24 September, 2007Leafleting deemed criminal under Mugabe's bizarre and brutal dictatorship.

ZIMBABWE: In the days surrounding the second worker stayaway organized by the Zimbabwe Congress of Trade Unions (ZCTU), government security forces raided the homes of union leaders, abducted trade unionists and their family members, and beat and arrested peaceful demonstrators.

Reports indicate that at least ten ZCTU activists and leaders were arrested between Monday, September 17 and Thursday, September 20. Of them, Michael Kandukutu, national organiser for the ZCTU, Tennyson Muchepfa from the National Engineering Workers' Unions (NEWU), and Justice Mucheni from the Food Federation were beaten and abducted on September 17 while distributing ZCTU flyers about the worker stayaway scheduled for September 19 and 20. NEWU is an affiliate of the International Metalworkers' Federation.

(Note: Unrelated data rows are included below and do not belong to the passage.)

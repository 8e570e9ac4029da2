//! Magnitude and depth to visual mappings.

use std::fmt;

use serde::{Serialize, Serializer};

use crate::normalize::EventRecord;

/// Meters of circle radius per unit of magnitude.
pub const RADIUS_SCALE: f64 = 5000.0;

/// Color with a CSS name, stored as RGBA.
#[derive(Debug, Clone, Copy, PartialEq, Eq, Hash)]
pub struct Color {
    name: &'static str,
    r: u8,
    g: u8,
    b: u8,
    a: u8,
}

impl Color {
    /// Lime green (`#32cd32`).
    pub const LIME_GREEN: Color = Color::named("limegreen", 0x32, 0xcd, 0x32);
    /// Green yellow (`#adff2f`).
    pub const GREEN_YELLOW: Color = Color::named("greenyellow", 0xad, 0xff, 0x2f);
    /// Yellow (`#ffff00`).
    pub const YELLOW: Color = Color::named("yellow", 0xff, 0xff, 0x00);
    /// Orange (`#ffa500`).
    pub const ORANGE: Color = Color::named("orange", 0xff, 0xa5, 0x00);
    /// Orange red (`#ff4500`).
    pub const ORANGE_RED: Color = Color::named("orangered", 0xff, 0x45, 0x00);
    /// Red (`#ff0000`).
    pub const RED: Color = Color::named("red", 0xff, 0x00, 0x00);
    /// Black (`#000000`).
    pub const BLACK: Color = Color::named("black", 0x00, 0x00, 0x00);

    const fn named(name: &'static str, r: u8, g: u8, b: u8) -> Self {
        Self {
            name,
            r,
            g,
            b,
            a: 255,
        }
    }

    /// CSS color name.
    pub fn name(&self) -> &'static str {
        self.name
    }

    /// RGBA components.
    pub fn rgba(&self) -> [u8; 4] {
        [self.r, self.g, self.b, self.a]
    }

    /// Hex notation, e.g. `#32cd32`.
    pub fn to_hex(&self) -> String {
        format!("#{:02x}{:02x}{:02x}", self.r, self.g, self.b)
    }
}

impl fmt::Display for Color {
    fn fmt(&self, f: &mut fmt::Formatter<'_>) -> fmt::Result {
        f.write_str(self.name)
    }
}

impl Serialize for Color {
    fn serialize<S: Serializer>(&self, serializer: S) -> Result<S::Ok, S::Error> {
        serializer.serialize_str(&self.to_hex())
    }
}

/// One of the six depth ranges.
#[derive(Debug, Clone, Copy, PartialEq)]
pub struct DepthBucket {
    /// Exclusive upper depth in km, `None` for the last bucket.
    pub upper_km: Option<f64>,
    /// Fill color of markers in this bucket.
    pub color: Color,
    /// Label shown in the legend.
    pub label: &'static str,
}

const fn bucket(upper_km: Option<f64>, color: Color, label: &'static str) -> DepthBucket {
    DepthBucket {
        upper_km,
        color,
        label,
    }
}

/// Depth buckets in ascending order. Markers and the legend both read this table.
pub const DEPTH_BUCKETS: [DepthBucket; 6] = [
    bucket(Some(10.0), Color::LIME_GREEN, "-10-10"),
    bucket(Some(30.0), Color::GREEN_YELLOW, "10-30"),
    bucket(Some(50.0), Color::YELLOW, "30-50"),
    bucket(Some(70.0), Color::ORANGE, "50-70"),
    bucket(Some(90.0), Color::ORANGE_RED, "70-90"),
    bucket(None, Color::RED, "90+"),
];

/// Circle radius in meters for the given magnitude.
///
/// Not clamped: zero or negative magnitudes give degenerate circles.
pub fn marker_radius(magnitude: f64) -> f64 {
    magnitude * RADIUS_SCALE
}

/// Index into [`DEPTH_BUCKETS`] for the given depth.
///
/// Thresholds are compared with strict `<`, so a depth equal to a threshold belongs to the
/// next bucket. Anything that is not below any threshold (including NaN) is the last bucket.
pub fn depth_bucket(depth_km: f64) -> usize {
    DEPTH_BUCKETS
        .iter()
        .position(|bucket| bucket.upper_km.is_some_and(|upper| depth_km < upper))
        .unwrap_or(DEPTH_BUCKETS.len() - 1)
}

/// Fill color for the given depth.
pub fn depth_color(depth_km: f64) -> Color {
    DEPTH_BUCKETS[depth_bucket(depth_km)].color
}

/// Visual parameters of one event marker.
#[derive(Debug, Clone, Copy, PartialEq, Serialize)]
pub struct StyleSpec {
    /// Circle radius in meters.
    pub radius: f64,
    /// Fill color.
    pub fill_color: Color,
    /// Outline color.
    pub stroke_color: Color,
    /// Fill opacity in `0..=1`.
    pub fill_opacity: f32,
    /// Outline width in pixels.
    pub stroke_weight: f32,
}

impl StyleSpec {
    /// Style for a marker of the given magnitude and depth.
    pub fn new(magnitude: f64, depth_km: f64) -> Self {
        Self {
            radius: marker_radius(magnitude),
            fill_color: depth_color(depth_km),
            stroke_color: Color::BLACK,
            fill_opacity: 0.8,
            stroke_weight: 0.5,
        }
    }
}

/// Style for the record's marker. Events without a magnitude get a zero radius.
pub fn style_for(record: &EventRecord) -> StyleSpec {
    StyleSpec::new(record.magnitude.unwrap_or(0.0), record.depth_km)
}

The three were beaten and interrogated for two days before being charged with being a "criminal nuisance" and released on bail. They are scheduled to appear in court on October 3.

On September 18, Reason Ngwenya, the regional chairman of the ZCTU in Matebeleland, was picked up by police in Bulawayo. That evening, security forces also raided the home of ZCTU president Lovemore Matombo. When they found the union leader not there, they abducted his brother Kenneth Matombo and another man in an effort to force Lovemore Matombo to come out of hiding. The two reported being beaten in custody and were released the following day.

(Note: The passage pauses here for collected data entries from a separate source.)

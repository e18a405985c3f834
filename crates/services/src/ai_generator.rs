use portal_core::model::{GeneratedInstruction, GenerationRequest, InstructionKind};

use crate::error::GeneratorError;

/// Env var naming the generation endpoint.
pub const GENERATOR_URL_ENV: &str = "PORTAL_AI_URL";

const DEFAULT_GENERATOR_URL: &str = "http://localhost:3001/api/generate-instruction";

/// Client for the AI instruction generation endpoint.
#[derive(Debug, Clone)]
pub struct AiGenerator {
    client: reqwest::Client,
    endpoint: String,
}

impl AiGenerator {
    #[must_use]
    pub fn new(endpoint: impl Into<String>) -> Self {
        Self {
            client: reqwest::Client::new(),
            endpoint: endpoint.into(),
        }
    }

    /// Builds a generator from `PORTAL_AI_URL`, falling back to the local dev
    /// endpoint.
    #[must_use]
    pub fn from_env() -> Self {
        let endpoint =
            std::env::var(GENERATOR_URL_ENV).unwrap_or_else(|_| DEFAULT_GENERATOR_URL.to_owned());
        Self::new(endpoint)
    }

    /// Asks the backend to draft an instruction document.
    ///
    /// The profession is validated locally; the generator produces garbage
    /// without one, so an empty profession never reaches the wire.
    ///
    /// # Errors
    ///
    /// Returns `GeneratorError::MissingProfession` for a blank profession,
    /// `HttpStatus` for a non-2xx response, or `Http` for transport failures.
    pub async fn generate(
        &self,
        kind: InstructionKind,
        profession: &str,
        industry: &str,
        additional_info: &str,
    ) -> Result<GeneratedInstruction, GeneratorError> {
        if profession.trim().is_empty() {
            return Err(GeneratorError::MissingProfession);
        }

        let request = GenerationRequest {
            kind,
            profession: profession.to_owned(),
            industry: industry.to_owned(),
            additional_info: additional_info.to_owned(),
        };

        let response = self.client.post(&self.endpoint).json(&request).send().await?;
        let status = response.status();
        if !status.is_success() {
            return Err(GeneratorError::HttpStatus(status));
        }
        Ok(response.json().await?)
    }
}
//! Shared error types for the services crate.

use thiserror::Error;

use portal_core::model::{SessionError, TestId};
use storage::kv::StorageError;
use storage::sqlite::SqliteInitError;

/// Errors emitted by the portal CRUD API client.
#[derive(Debug, Error)]
#[non_exhaustive]
pub enum ApiError {
    #[error("portal api request failed with status {0}")]
    HttpStatus(reqwest::StatusCode),
    #[error(transparent)]
    Http(#[from] reqwest::Error),
}

/// Errors emitted by the AI instruction generator client.
#[derive(Debug, Error)]
#[non_exhaustive]
pub enum GeneratorError {
    #[error("profession is required for generation")]
    MissingProfession,
    #[error("generation request failed with status {0}")]
    HttpStatus(reqwest::StatusCode),
    #[error(transparent)]
    Http(#[from] reqwest::Error),
}

/// Errors emitted by the video upload client.
#[derive(Debug, Error)]
#[non_exhaustive]
pub enum UploadError {
    #[error("upload rejected: {0}")]
    Rejected(String),
    #[error("upload request failed with status {0}")]
    HttpStatus(reqwest::StatusCode),
    #[error(transparent)]
    Http(#[from] reqwest::Error),
    #[error(transparent)]
    Storage(#[from] StorageError),
}

/// Errors emitted by the test-taking flow.
#[derive(Debug, Error)]
#[non_exhaustive]
pub enum TestingError {
    #[error("test {0} is not in the catalog")]
    UnknownTest(TestId),
    #[error(transparent)]
    Session(#[from] SessionError),
    #[error(transparent)]
    Storage(#[from] StorageError),
}

/// Errors emitted while bootstrapping app services.
#[derive(Debug, Error)]
#[non_exhaustive]
pub enum AppServicesError {
    #[error(transparent)]
    Sqlite(#[from] SqliteInitError),
    #[error(transparent)]
    Storage(#[from] StorageError),
}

Meanwhile, at least 200 people gathered outside the Zimbabwe embassy in London, in solidarity with Zimbabwean workers who were participating in the mass stayaway on September 19 and 20. The ZCTU called for the two-day job boycott to protest a wage freeze imposed by President Robert Mugabe's government on August 29 which outlawed all pay rises without government authorisation and froze all rents, school fees and service charges for the next six months. Failure to adhere to the new law will be punishable by fines or a six month jail sentence.

Hardly a week after banning all wage increases for the country's working destitute, Mugabe gave himself a raise, increasing his salary from Z$62 million annually to Z$1.4 billion.

Workers are fighting for wages to be linked to the poverty datum line, which is adjusted every month in accordance with the country's rate of inflation, currently at a record breaking 7,600 per cent.